Olimpia Milano a Barcellona. Non un test, ma tanti temi: Neno con Bolmaro, Shields e i lunghi

Alessandro Maggi 1

L’Olimpia Milano partirà dopo pranzo per Barcellona con un Leandro Bolmaro in più nel motore e tanta voglia di confermarsi ai massimi livelli

Olimpia Milano Barcellona

L’Olimpia Milano partirà dopo pranzo per Barcellona con un Leandro Bolmaro in più nel motore e tanta voglia di confermarsi ai massimi livelli.

Il Palau non sarà un test, perché certo non cambieranno i giudizi sui biancorossi in caso di sconfitta (a meno che non particolarmente pesante), ma in un cammino che è “costruzione di certezze”, una buona prestazione avrebbe il suo peso. 

Contro i blaugrana i precedenti non sono nefasti, anzi. Un anno fa il successo per 86-90 con qualche polemica di troppo da parte degli avversari, e sono due nelle ultime tre complessivamente, non dimenticando il 73-75 del 28 ottobre 2022.

Era sempre un’Olimpia con l’acqua alla gola, quello che non è oggi, con la volontà di provare a chiudere questo girone di andata con un record positivo, fantascienza dopo i ko con Efes e Baskonia di fine ottobre.

Di fronte due squadre con medesima classifica, 8-6, ma due momenti molto diversi, cinque vittorie in fila per Messina, una W dopo quattro ko per Penarroya, che aveva anche visto il primo piano della classifica. 

Nel medesimo periodo, 86.4 punti di media segnati e 95.2 subiti in casa blaugrana, 94 segnati e 84.4 subiti per i biancorossi. Parlando del secondo e quarto attacco assoluto della competizione, un cambio di passo non da poco in entrambe le direzioni, che può essere prima indicazione. 

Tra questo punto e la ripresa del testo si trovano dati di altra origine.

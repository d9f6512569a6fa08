/// Reverses the byte order of a [`u16`]
#[inline(always)]
pub const fn byte_swap_u16(value: u16) -> u16 {
	value.swap_bytes()
}

/// Reverses the byte order of a [`u32`]
#[inline(always)]
pub const fn byte_swap_u32(value: u32) -> u32 {
	value.swap_bytes()
}

/// Reverses the byte order of a [`u64`]
#[inline(always)]
pub const fn byte_swap_u64(value: u64) -> u64 {
	value.swap_bytes()
}

/// Byte order of multi-byte integers in a written stream
#[derive(Debug, Clone, Copy, PartialEq, Eq, Default)]
pub enum Endianness {
	/// Least significant byte first, used by the Comfy Archive
	#[default]
	Little,
	/// Most significant byte first, used by every `FArc` header
	Big,
}

impl Endianness {
	/// The byte order of the host
	#[inline(always)]
	pub const fn native() -> Endianness {
		if cfg!(target_endian = "big") {
			Endianness::Big
		} else {
			Endianness::Little
		}
	}

	#[inline(always)]
	fn is_native(self) -> bool {
		self == Endianness::native()
	}

	/// Encodes a [`u16`] in this byte order
	pub fn u16_bytes(self, value: u16) -> [u8; 2] {
		let value = if self.is_native() { value } else { byte_swap_u16(value) };
		value.to_ne_bytes()
	}

	/// Encodes a [`u32`] in this byte order
	pub fn u32_bytes(self, value: u32) -> [u8; 4] {
		let value = if self.is_native() { value } else { byte_swap_u32(value) };
		value.to_ne_bytes()
	}

	/// Encodes a [`u64`] in this byte order
	pub fn u64_bytes(self, value: u64) -> [u8; 8] {
		let value = if self.is_native() { value } else { byte_swap_u64(value) };
		value.to_ne_bytes()
	}

	/// Decodes a [`u32`] stored in this byte order
	pub fn read_u32(self, bytes: [u8; 4]) -> u32 {
		let value = u32::from_ne_bytes(bytes);
		if self.is_native() {
			value
		} else {
			byte_swap_u32(value)
		}
	}
}
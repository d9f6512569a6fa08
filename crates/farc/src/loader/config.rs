/// How entry names are compared against a lookup key
#[derive(Clone, Copy, Default)]
pub enum NameComparison {
	/// Byte-for-byte equality
	#[default]
	CaseSensitive,
	/// Equality after ASCII case folding
	CaseInsensitive,
	/// A caller supplied predicate, called as `predicate(stored_name, lookup_key)`
	Custom(fn(&str, &str) -> bool),
}

impl NameComparison {
	/// Whether `stored` matches the lookup `key` under this comparison
	#[inline]
	pub fn matches(&self, stored: &str, key: &str) -> bool {
		match self {
			NameComparison::CaseSensitive => stored == key,
			NameComparison::CaseInsensitive => stored.eq_ignore_ascii_case(key),
			NameComparison::Custom(predicate) => predicate(stored, key),
		}
	}
}

impl std::fmt::Debug for NameComparison {
	fn fmt(&self, f: &mut std::fmt::Formatter<'_>) -> std::fmt::Result {
		match self {
			NameComparison::CaseSensitive => f.write_str("CaseSensitive"),
			NameComparison::CaseInsensitive => f.write_str("CaseInsensitive"),
			NameComparison::Custom(_) => f.write_str("Custom(..)"),
		}
	}
}

/// Settings used when opening an [`Archive`](crate::archive::Archive) or mounting a [`ComfyArchive`](crate::archive::ComfyArchive)
#[derive(Debug, Clone, Copy, Default)]
pub struct ArchiveConfig {
	/// Used by every name lookup, case-sensitive unless told otherwise
	pub name_comparison: NameComparison,
}

impl ArchiveConfig {
	/// Setter for the [`name_comparison`](ArchiveConfig::name_comparison) field
	pub fn name_comparison(mut self, comparison: NameComparison) -> ArchiveConfig {
		self.name_comparison = comparison;
		self
	}

	/// Shorthand for `name_comparison(NameComparison::CaseInsensitive)`
	pub fn case_insensitive(self) -> ArchiveConfig {
		self.name_comparison(NameComparison::CaseInsensitive)
	}
}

Il Barcellona è in un momento delicato a livello di roster. Nicolas Laprovittola ha già chiuso la stagione, e il sostituto Raul Neto è già ai box dopo essere stato fermo praticamente tutto lo scorso anno. Non ci saranno neanche Brizuela e Metu, e allora tutto giro intorno a tre giocatori sostanzialmente. 

Kevin Punter, il grande ex, vola a 16.1 di media, ed è uomo anche con la palla in mano, visto che per ora l’impatto di Juan Nunez è sotto le aspettative e Tomas Satoransky è molto altalenante. Jabari Parker si sente a tutto campo: 14.1 punti di media, 4.5 rimbalzi, 2.3 assist, 1.1 palle rubate e il 35.5% da 3. Quindi Jan Vesely, sempre lui: 10.4 punti, 4.3 rimbalzi.

E’ in un buon momento Justin Anderson, 16 punti con il Maccabi, e parlando di un’ala di due metri ecco che Penarroya è orientato verso un quintettone con Satorasnky, Punter, il numero 1, Parker e Vesely, capace di avere centimetri e buona mobilità sul campo. 

Parliamo però di una rotazione a otto uomini sostanzialmente, cui l’Olimpia potrebbe opporre maggiore profondità, a patto che Mannion, Dimitrijevic e Bolmaro trovino soluzioni offensive rispetto alle lunghe braccia del ceco e dell’ex. 

Tanti gli spunti per Ettore Messina. La prima di Nikola Mirotic al Palau, il riemergere della coppia Dimitrijevic-Bolmaro per liberare il talento offensivo del macedone, il momento di Shields in attacco. E soprattutto il sostegno di Gillespie e Diop a LeDay: contro gente come Vesely, Fall, Hernangomez e Parker, solo per fare qualche nome, servirà anche tanta difesa.

One thought on “Olimpia Milano a Barcellona. Non un test, ma tanti temi: Neno con Bolmaro, Shields e i lunghi

  1. Molto utile il fatto che, Bolmaro, sia tornato a disposizione. Anche se, in precedenza, Milano aveva sopperito molto bene, alla sua assenza in Eurolega: 5 partite out e, 5 vittorie per Milano.